Requirement: Two lines mark the range in the entries below: the one holding "Ok(Self(value))" and the one holding "Trim an optional". Set down those two and all lines between them, exactly.

[Stored items]
::::

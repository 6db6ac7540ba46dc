//! Teams, members, roles, grants, and ownership transfer.

pub mod service;

pub use service::{TeamDetail, TeamService};
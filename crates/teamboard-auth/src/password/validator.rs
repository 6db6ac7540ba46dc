//! Password policy enforcement for new passwords.

use teamboard_core::config::AuthConfig;
use teamboard_core::error::AppError;

/// Validates password strength against configured policies.
#[derive(Debug, Clone)]
pub struct PasswordValidator {
    min_length: usize,
    min_score: u8,
}

impl PasswordValidator {
    /// Creates a new validator from auth configuration.
    pub fn new(config: &AuthConfig) -> Self {
        Self {
            min_length: config.password_min_length,
            min_score: config.password_min_score.min(4),
        }
    }

    /// Validates a password. `user_inputs` (email, name) are penalized by
    /// the strength estimator.
    pub fn validate(&self, password: &str, user_inputs: &[&str]) -> Result<(), AppError> {
        if password.chars().count() < self.min_length {
            return Err(AppError::validation(format!(
                "Password must be at least {} characters long",
                self.min_length
            )));
        }

        if password.trim().is_empty() {
            return Err(AppError::validation("Password must not be blank"));
        }

        let estimate = zxcvbn::zxcvbn(password, user_inputs);
        if (estimate.score() as u8) < self.min_score {
            return Err(AppError::validation(
                "Password is too weak. Please use a longer or less predictable password.",
            ));
        }

        Ok(())
    }
}
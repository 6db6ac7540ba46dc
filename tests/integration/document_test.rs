//! Integration tests for team document upload, download, and deletion.

use axum::http::{StatusCode, header};
use uuid::Uuid;

use teamboard_core::config::AppConfig;

use crate::helpers::TestApp;

const REPORT: &[u8] = b"%PDF-1.4 quarterly numbers";

struct Team {
    app: TestApp,
    owner: String,
    bob: String,
    team_id: Uuid,
    bob_member: Uuid,
}

async fn team_with(app: TestApp) -> Team {
    let owner = app.register("owner@example.com", "Olivia").await;
    let bob = app.register("bob@example.com", "Bob").await;
    let team_id = app.create_team(&owner, "Core").await;
    let bob_member = app.join(&owner, team_id, "bob@example.com", &bob).await;
    Team {
        app,
        owner,
        bob,
        team_id,
        bob_member,
    }
}

#[tokio::test]
async fn test_upload_and_download() {
    let t = team_with(TestApp::new()).await;

    let uploaded = t
        .app
        .upload(
            &t.owner,
            Some(t.team_id),
            "quarterly-report.pdf",
            "application/pdf",
            REPORT,
            None,
        )
        .await;
    assert_eq!(uploaded.status, StatusCode::CREATED, "{:?}", uploaded.body);
    let doc = uploaded.data();
    assert_eq!(doc["title"], "quarterly-report");
    assert_eq!(doc["fileName"], "quarterly-report.pdf");
    assert_eq!(doc["contentType"], "application/pdf");
    assert_eq!(doc["size"], REPORT.len());
    assert_eq!(doc["teamId"], t.team_id.to_string());

    let listed = t
        .app
        .request_in("GET", "/api/documents", None, Some(&t.bob), Some(t.team_id))
        .await;
    assert_eq!(listed.status, StatusCode::OK);
    assert_eq!(listed.data().as_array().unwrap().len(), 1);

    let downloaded = t
        .app
        .request_in(
            "GET",
            &format!("/api/documents/{}/download", uploaded.id()),
            None,
            Some(&t.bob),
            Some(t.team_id),
        )
        .await;
    assert_eq!(downloaded.status, StatusCode::OK);
    assert_eq!(downloaded.bytes.as_ref(), REPORT);
    assert_eq!(
        downloaded.headers[header::CONTENT_TYPE],
        "application/pdf"
    );
    assert_eq!(
        downloaded.headers[header::CONTENT_DISPOSITION],
        "attachment; filename=\"quarterly-report.pdf\""
    );
}

#[tokio::test]
async fn test_explicit_title_wins() {
    let t = team_with(TestApp::new()).await;

    let uploaded = t
        .app
        .upload(
            &t.owner,
            Some(t.team_id),
            "notes.txt",
            "text/plain",
            b"hello",
            Some("Meeting notes"),
        )
        .await;
    assert_eq!(uploaded.status, StatusCode::CREATED);
    assert_eq!(uploaded.data()["title"], "Meeting notes");
}

#[tokio::test]
async fn test_team_header_is_required() {
    let t = team_with(TestApp::new()).await;

    let listed = t
        .app
        .request("GET", "/api/documents", None, Some(&t.owner))
        .await;
    assert_eq!(listed.status, StatusCode::BAD_REQUEST);
    assert_eq!(listed.body["message"], "X-Team-Id header is required");

    let uploaded = t
        .app
        .upload(&t.owner, None, "a.txt", "text/plain", b"a", None)
        .await;
    assert_eq!(uploaded.status, StatusCode::BAD_REQUEST);
}

#[tokio::test]
async fn test_members_only() {
    let t = team_with(TestApp::new()).await;
    let stranger = t.app.register("stranger@example.com", "Sam").await;

    let listed = t
        .app
        .request_in("GET", "/api/documents", None, Some(&stranger), Some(t.team_id))
        .await;
    assert_eq!(listed.status, StatusCode::NOT_FOUND);

    let uploaded = t
        .app
        .upload(&stranger, Some(t.team_id), "a.txt", "text/plain", b"a", None)
        .await;
    assert_eq!(uploaded.status, StatusCode::NOT_FOUND);
}

#[tokio::test]
async fn test_contributor_upload_needs_a_grant() {
    let t = team_with(TestApp::new()).await;

    let denied = t
        .app
        .upload(&t.bob, Some(t.team_id), "a.txt", "text/plain", b"a", None)
        .await;
    assert_eq!(denied.status, StatusCode::FORBIDDEN);

    t.app
        .allow(&t.owner, t.team_id, t.bob_member, "documents:write")
        .await;
    let allowed = t
        .app
        .upload(&t.bob, Some(t.team_id), "a.txt", "text/plain", b"a", None)
        .await;
    assert_eq!(allowed.status, StatusCode::CREATED);
}

#[tokio::test]
async fn test_empty_and_oversize_files_rejected() {
    let mut config = AppConfig::for_tests();
    config.documents.max_upload_bytes = 16;
    let t = team_with(TestApp::with_config(config)).await;

    let empty = t
        .app
        .upload(&t.owner, Some(t.team_id), "empty.txt", "text/plain", b"", None)
        .await;
    assert_eq!(empty.status, StatusCode::BAD_REQUEST);

    let oversize = t
        .app
        .upload(&t.owner, Some(t.team_id), "big.bin", "application/octet-stream", &[7u8; 64], None)
        .await;
    assert_eq!(oversize.status, StatusCode::BAD_REQUEST);

    let fits = t
        .app
        .upload(&t.owner, Some(t.team_id), "small.bin", "application/octet-stream", &[7u8; 16], None)
        .await;
    assert_eq!(fits.status, StatusCode::CREATED);
}

#[tokio::test]
async fn test_body_over_transport_limit_is_payload_too_large() {
    let mut config = AppConfig::for_tests();
    config.documents.max_upload_bytes = 16;
    let t = team_with(TestApp::with_config(config)).await;

    // No Content-Length, so the limit trips while the multipart body streams.
    let huge = vec![7u8; 70 * 1024];
    let response = t
        .app
        .upload(&t.owner, Some(t.team_id), "huge.bin", "application/octet-stream", &huge, None)
        .await;
    assert_eq!(response.status, StatusCode::PAYLOAD_TOO_LARGE);
    assert_eq!(response.body["error"], "PAYLOAD_TOO_LARGE");
}

#[tokio::test]
async fn test_delete_rules() {
    let t = team_with(TestApp::new()).await;
    t.app
        .allow(&t.owner, t.team_id, t.bob_member, "documents:write")
        .await;

    let owners = t
        .app
        .upload(&t.owner, Some(t.team_id), "plan.txt", "text/plain", b"plan", None)
        .await;
    let bobs = t
        .app
        .upload(&t.bob, Some(t.team_id), "draft.txt", "text/plain", b"draft", None)
        .await;

    let denied = t
        .app
        .request_in(
            "DELETE",
            &format!("/api/documents/{}", owners.id()),
            None,
            Some(&t.bob),
            Some(t.team_id),
        )
        .await;
    assert_eq!(denied.status, StatusCode::FORBIDDEN);

    // Uploaders may remove their own documents.
    let own = t
        .app
        .request_in(
            "DELETE",
            &format!("/api/documents/{}", bobs.id()),
            None,
            Some(&t.bob),
            Some(t.team_id),
        )
        .await;
    assert_eq!(own.status, StatusCode::NO_CONTENT);

    let by_owner = t
        .app
        .request_in(
            "DELETE",
            &format!("/api/documents/{}", owners.id()),
            None,
            Some(&t.owner),
            Some(t.team_id),
        )
        .await;
    assert_eq!(by_owner.status, StatusCode::NO_CONTENT);

    let gone = t
        .app
        .request_in(
            "GET",
            &format!("/api/documents/{}/download", owners.id()),
            None,
            Some(&t.owner),
            Some(t.team_id),
        )
        .await;
    assert_eq!(gone.status, StatusCode::NOT_FOUND);
}
//! Response compression layer.

use tower_http::compression::CompressionLayer;

/// Builds a gzip compression layer.
pub fn build_compression_layer() -> CompressionLayer {
    CompressionLayer::new().gzip(true)
}
use async_trait::async_trait;
use uuid::Uuid;

use teamboard_core::result::AppResult;
use teamboard_entity::audit::{AuditLogEntry, AuditLogView};
use teamboard_entity::document::{Document, DocumentSummary};

use super::MemoryStore;
use crate::repositories::{AuditRepository, DocumentRepository};

#[async_trait]
impl DocumentRepository for MemoryStore {
    async fn insert(&self, document: Document) -> AppResult<DocumentSummary> {
        let summary = document.summary();
        self.documents.insert(document.id, document);
        Ok(summary)
    }

    async fn list(&self, team_id: Uuid) -> AppResult<Vec<DocumentSummary>> {
        let mut documents: Vec<DocumentSummary> = self
            .documents
            .iter()
            .filter(|d| d.team_id == team_id)
            .map(|d| d.summary())
            .collect();
        documents.sort_by(|a, b| b.created_at.cmp(&a.created_at));
        Ok(documents)
    }

    async fn find(&self, team_id: Uuid, id: Uuid) -> AppResult<Option<Document>> {
        Ok(self
            .documents
            .get(&id)
            .filter(|d| d.team_id == team_id)
            .map(|d| d.clone()))
    }

    async fn find_summary(&self, team_id: Uuid, id: Uuid) -> AppResult<Option<DocumentSummary>> {
        Ok(self
            .documents
            .get(&id)
            .filter(|d| d.team_id == team_id)
            .map(|d| d.summary()))
    }

    async fn delete(&self, team_id: Uuid, id: Uuid) -> AppResult<bool> {
        Ok(self
            .documents
            .remove_if(&id, |_, d| d.team_id == team_id)
            .is_some())
    }
}

#[async_trait]
impl AuditRepository for MemoryStore {
    async fn insert(&self, entry: AuditLogEntry) -> AppResult<()> {
        self.audit.write().await.push(entry);
        Ok(())
    }

    async fn list_recent(&self, team_id: Uuid, limit: u32) -> AppResult<Vec<AuditLogView>> {
        let log = self.audit.read().await;
        Ok(log
            .iter()
            .rev()
            .filter(|e| e.team_id == team_id)
            .take(limit as usize)
            .map(|e| AuditLogView {
                id: e.id,
                user_id: e.user_id,
                user_email: self.user_contact(e.user_id).map(|(email, _)| email),
                action: e.action,
                entity_id: e.entity_id.clone(),
                details: e.details.clone(),
                created_at: e.created_at,
            })
            .collect())
    }
}
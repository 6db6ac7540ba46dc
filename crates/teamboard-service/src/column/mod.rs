//! Kanban columns.

pub mod service;

pub use service::{ColumnService, UpdateColumnRequest};
//! Integration tests for sending, accepting, rejecting, and revoking invites.

use axum::http::StatusCode;
use serde_json::json;
use uuid::Uuid;

use teamboard_core::config::AppConfig;

use crate::helpers::{TestApp, TestResponse};

async fn invite(app: &TestApp, token: &str, team_id: Uuid, email: &str) -> TestResponse {
    app.request(
        "POST",
        &format!("/api/invites/teams/{team_id}"),
        Some(json!({ "email": email })),
        Some(token),
    )
    .await
}

#[tokio::test]
async fn test_invite_shows_up_as_pending_for_the_addressee() {
    let app = TestApp::new();
    let owner = app.register("owner@example.com", "Olivia").await;
    let guest = app.register("guest@example.com", "Gus").await;
    let team_id = app.create_team(&owner, "Core").await;

    let sent = invite(&app, &owner, team_id, " Guest@Example.com ").await;
    assert_eq!(sent.status, StatusCode::CREATED);
    assert_eq!(sent.data()["email"], "guest@example.com");
    assert_eq!(sent.data()["status"], "Pending");

    let pending = app
        .request("GET", "/api/invites/pending", None, Some(&guest))
        .await;
    assert_eq!(pending.status, StatusCode::OK);
    let list = pending.data().as_array().unwrap();
    assert_eq!(list.len(), 1);
    assert_eq!(list[0]["teamName"], "Core");
    assert_eq!(list[0]["id"], sent.data()["id"]);

    let owners_pending = app
        .request("GET", "/api/invites/pending", None, Some(&owner))
        .await;
    assert!(owners_pending.data().as_array().unwrap().is_empty());
}

#[tokio::test]
async fn test_accept_makes_a_contributor() {
    let app = TestApp::new();
    let owner = app.register("owner@example.com", "Olivia").await;
    let guest = app.register("guest@example.com", "Gus").await;
    let team_id = app.create_team(&owner, "Core").await;

    let sent = invite(&app, &owner, team_id, "guest@example.com").await;
    let accepted = app
        .request(
            "POST",
            &format!("/api/invites/{}/accept", sent.id()),
            None,
            Some(&guest),
        )
        .await;
    assert_eq!(accepted.status, StatusCode::OK);
    assert_eq!(accepted.data()["baseRole"], "Contributor");

    let teams = app.request("GET", "/api/teams", None, Some(&guest)).await;
    assert_eq!(teams.data()[0]["teamId"], team_id.to_string());
    assert_eq!(teams.data()[0]["role"], "Contributor");

    // A used invite cannot be accepted twice.
    let again = app
        .request(
            "POST",
            &format!("/api/invites/{}/accept", sent.id()),
            None,
            Some(&guest),
        )
        .await;
    assert_eq!(again.status, StatusCode::BAD_REQUEST);
}

#[tokio::test]
async fn test_duplicate_and_member_invites_conflict() {
    let app = TestApp::new();
    let owner = app.register("owner@example.com", "Olivia").await;
    let team_id = app.create_team(&owner, "Core").await;

    let first = invite(&app, &owner, team_id, "new@example.com").await;
    assert_eq!(first.status, StatusCode::CREATED);

    let duplicate = invite(&app, &owner, team_id, "NEW@example.com").await;
    assert_eq!(duplicate.status, StatusCode::CONFLICT);
    assert_eq!(duplicate.body["error"], "CONFLICT");

    let member = invite(&app, &owner, team_id, "owner@example.com").await;
    assert_eq!(member.status, StatusCode::CONFLICT);

    for email in ["not-an-email", "a@@b.c", "a b@c.d", "a@b..c"] {
        let malformed = invite(&app, &owner, team_id, email).await;
        assert_eq!(malformed.status, StatusCode::BAD_REQUEST, "{email} accepted");
    }
}

#[tokio::test]
async fn test_only_admins_invite_and_list() {
    let app = TestApp::new();
    let owner = app.register("owner@example.com", "Olivia").await;
    let bob = app.register("bob@example.com", "Bob").await;
    let stranger = app.register("stranger@example.com", "Sam").await;
    let team_id = app.create_team(&owner, "Core").await;
    app.join(&owner, team_id, "bob@example.com", &bob).await;

    let by_contributor = invite(&app, &bob, team_id, "a@example.com").await;
    assert_eq!(by_contributor.status, StatusCode::FORBIDDEN);

    let by_stranger = invite(&app, &stranger, team_id, "a@example.com").await;
    assert_eq!(by_stranger.status, StatusCode::NOT_FOUND);

    let listed_by_bob = app
        .request("GET", &format!("/api/invites/teams/{team_id}"), None, Some(&bob))
        .await;
    assert_eq!(listed_by_bob.status, StatusCode::FORBIDDEN);

    let listed = app
        .request("GET", &format!("/api/invites/teams/{team_id}"), None, Some(&owner))
        .await;
    assert_eq!(listed.status, StatusCode::OK);
    // Bob's accepted invite is still on record.
    assert_eq!(listed.data().as_array().unwrap().len(), 1);
    assert_eq!(listed.data()[0]["status"], "Accepted");
}

#[tokio::test]
async fn test_wrong_addressee_is_forbidden() {
    let app = TestApp::new();
    let owner = app.register("owner@example.com", "Olivia").await;
    let other = app.register("other@example.com", "Otto").await;
    let team_id = app.create_team(&owner, "Core").await;

    let sent = invite(&app, &owner, team_id, "guest@example.com").await;

    for action in ["accept", "reject"] {
        let response = app
            .request(
                "POST",
                &format!("/api/invites/{}/{action}", sent.id()),
                None,
                Some(&other),
            )
            .await;
        assert_eq!(response.status, StatusCode::FORBIDDEN, "{action}");
    }

    let missing = app
        .request(
            "POST",
            &format!("/api/invites/{}/accept", Uuid::new_v4()),
            None,
            Some(&other),
        )
        .await;
    assert_eq!(missing.status, StatusCode::NOT_FOUND);
}

#[tokio::test]
async fn test_reject_and_revoke_close_the_invite() {
    let app = TestApp::new();
    let owner = app.register("owner@example.com", "Olivia").await;
    let guest = app.register("guest@example.com", "Gus").await;
    let team_id = app.create_team(&owner, "Core").await;

    let first = invite(&app, &owner, team_id, "guest@example.com").await;
    let rejected = app
        .request(
            "POST",
            &format!("/api/invites/{}/reject", first.id()),
            None,
            Some(&guest),
        )
        .await;
    assert_eq!(rejected.status, StatusCode::OK);
    assert_eq!(rejected.data()["status"], "Revoked");

    // Once closed, the address can be invited again.
    let second = invite(&app, &owner, team_id, "guest@example.com").await;
    assert_eq!(second.status, StatusCode::CREATED);

    let revoked = app
        .request(
            "DELETE",
            &format!("/api/invites/{}", second.id()),
            None,
            Some(&owner),
        )
        .await;
    assert_eq!(revoked.status, StatusCode::OK);
    assert_eq!(revoked.data()["status"], "Revoked");

    let twice = app
        .request(
            "DELETE",
            &format!("/api/invites/{}", second.id()),
            None,
            Some(&owner),
        )
        .await;
    assert_eq!(twice.status, StatusCode::BAD_REQUEST);

    let pending = app
        .request("GET", "/api/invites/pending", None, Some(&guest))
        .await;
    assert!(pending.data().as_array().unwrap().is_empty());
}

#[tokio::test]
async fn test_expired_invite_cannot_be_accepted() {
    let mut config = AppConfig::for_tests();
    config.invites.ttl_days = 0;
    let app = TestApp::with_config(config);

    let owner = app.register("owner@example.com", "Olivia").await;
    let guest = app.register("guest@example.com", "Gus").await;
    let team_id = app.create_team(&owner, "Core").await;

    let sent = invite(&app, &owner, team_id, "guest@example.com").await;
    assert_eq!(sent.status, StatusCode::CREATED);

    let pending = app
        .request("GET", "/api/invites/pending", None, Some(&guest))
        .await;
    assert!(pending.data().as_array().unwrap().is_empty());

    let accepted = app
        .request(
            "POST",
            &format!("/api/invites/{}/accept", sent.id()),
            None,
            Some(&guest),
        )
        .await;
    assert_eq!(accepted.status, StatusCode::BAD_REQUEST);
    assert_eq!(accepted.body["message"], "Invite has expired");

    // The stale invite no longer blocks a new one.
    let again = invite(&app, &owner, team_id, "guest@example.com").await;
    assert_eq!(again.status, StatusCode::CREATED);
}

#[tokio::test]
async fn test_expired_invite_cannot_be_rejected() {
    let mut config = AppConfig::for_tests();
    config.invites.ttl_days = 0;
    let app = TestApp::with_config(config);

    let owner = app.register("owner@example.com", "Olivia").await;
    let guest = app.register("guest@example.com", "Gus").await;
    let team_id = app.create_team(&owner, "Core").await;

    let sent = invite(&app, &owner, team_id, "guest@example.com").await;
    assert_eq!(sent.status, StatusCode::CREATED);

    let rejected = app
        .request(
            "POST",
            &format!("/api/invites/{}/reject", sent.id()),
            None,
            Some(&guest),
        )
        .await;
    assert_eq!(rejected.status, StatusCode::BAD_REQUEST);
    assert_eq!(rejected.body["message"], "Invite has expired");

    let listed = app
        .request("GET", &format!("/api/invites/teams/{team_id}"), None, Some(&owner))
        .await;
    assert_eq!(listed.data()[0]["status"], "Expired");
}

#[tokio::test]
async fn test_nested_create_path_sends_invite() {
    let app = TestApp::new();
    let owner = app.register("owner@example.com", "Olivia").await;
    let team_id = app.create_team(&owner, "Core").await;

    let sent = app
        .request(
            "POST",
            &format!("/api/invites/teams/{team_id}/invites"),
            Some(json!({ "email": "guest@example.com" })),
            Some(&owner),
        )
        .await;
    assert_eq!(sent.status, StatusCode::CREATED);
    assert_eq!(sent.data()["email"], "guest@example.com");
    assert_eq!(sent.data()["status"], "Pending");
}
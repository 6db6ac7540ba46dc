//! JSON body extractor that runs `validator` rules before the handler.

use axum::Json;
use axum::extract::{FromRequest, Request};
use serde::de::DeserializeOwned;
use validator::Validate;

use teamboard_core::error::AppError;

use crate::error::ApiError;

/// A JSON body that deserialized and passed its validation rules.
///
/// Malformed JSON and rule violations are both rejected with 400.
#[derive(Debug, Clone)]
pub struct ValidatedJson<T>(pub T);

impl<T, S> FromRequest<S> for ValidatedJson<T>
where
    T: DeserializeOwned + Validate,
    S: Send + Sync,
{
    type Rejection = ApiError;

    async fn from_request(req: Request, state: &S) -> Result<Self, Self::Rejection> {
        let Json(value) = Json::<T>::from_request(req, state)
            .await
            .map_err(|rejection| AppError::validation(rejection.body_text()))?;

        value
            .validate()
            .map_err(|errors| AppError::validation(errors.to_string()))?;

        Ok(Self(value))
    }
}
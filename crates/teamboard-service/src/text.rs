//! Input normalization shared by the services.

use validator::ValidateEmail;

use teamboard_core::error::AppError;
use teamboard_core::result::AppResult;

/// Trim `value` and require 1..=`max` characters.
pub(crate) fn required(field: &str, value: &str, max: usize) -> AppResult<String> {
    let trimmed = value.trim();
    if trimmed.is_empty() {
        return Err(AppError::validation(format!("{field} is required")));
    }
    if trimmed.chars().count() > max {
        return Err(AppError::validation(format!(
            "{field} must be at most {max} characters"
        )));
    }
    Ok(trimmed.to_string())
}

/// Trim an optional value; blank becomes `None`.
pub(crate) fn non_blank(value: Option<String>) -> Option<String> {
    value
        .map(|v| v.trim().to_string())
        .filter(|v| !v.is_empty())
}

/// Trim and lower-case an email address, then check it is well formed.
pub(crate) fn email(value: &str) -> AppResult<String> {
    let normalized = value.trim().to_lowercase();
    if normalized.chars().count() > 256 || !normalized.validate_email() {
        return Err(AppError::validation(format!("Invalid email address: '{value}'")));
    }
    Ok(normalized)
}
//! Team base role enumeration.

use serde::{Deserialize, Serialize};
use std::fmt;
use std::str::FromStr;

use teamboard_core::AppError;

/// Base role of a team member.
///
/// Ordered by decreasing privilege: Owner > Manager > Contributor. Exactly
/// one active member of a team holds `Owner`.
#[derive(Debug, Clone, Copy, PartialEq, Eq, Hash, Serialize, Deserialize, sqlx::Type)]
#[sqlx(type_name = "team_base_role")]
pub enum TeamBaseRole {
    /// Holder of the team; changes only through ownership transfer.
    Owner,
    /// Administers members, invites, and grants.
    Manager,
    /// Regular member; resource writes need explicit grants.
    Contributor,
}

impl TeamBaseRole {
    /// Owners and Managers may perform administrative actions.
    pub fn is_administrative(&self) -> bool {
        matches!(self, Self::Owner | Self::Manager)
    }

    /// Return the role name as serialized on the wire.
    pub fn as_str(&self) -> &'static str {
        match self {
            Self::Owner => "Owner",
            Self::Manager => "Manager",
            Self::Contributor => "Contributor",
        }
    }
}

impl fmt::Display for TeamBaseRole {
    fn fmt(&self, f: &mut fmt::Formatter<'_>) -> fmt::Result {
        write!(f, "{}", self.as_str())
    }
}

impl FromStr for TeamBaseRole {
    type Err = AppError;

    fn from_str(s: &str) -> Result<Self, Self::Err> {
        match s.trim().to_lowercase().as_str() {
            "owner" => Ok(Self::Owner),
            "manager" => Ok(Self::Manager),
            "contributor" => Ok(Self::Contributor),
            _ => Err(AppError::validation(format!(
                "Invalid role: '{s}'. Expected one of: Owner, Manager, Contributor"
            ))),
        }
    }
}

::::

Output below:
        Ok(Self(value))
    }
}
filename crates/teamboard-service/src/text.rs
//! Input normalization shared by the services.

use validator::ValidateEmail;

use teamboard_core::error::AppError;
use teamboard_core::result::AppResult;

/// Trim `value` and require 1..=`max` characters.
pub(crate) fn required(field: &str, value: &str, max: usize) -> AppResult<String> {
    let trimmed = value.trim();
    if trimmed.is_empty() {
        return Err(AppError::validation(format!("{field} is required")));
    }
    if trimmed.chars().count() > max {
        return Err(AppError::validation(format!(
            "{field} must be at most {max} characters"
        )));
    }
    Ok(trimmed.to_string())
}

/// Trim an optional value; blank becomes `None`.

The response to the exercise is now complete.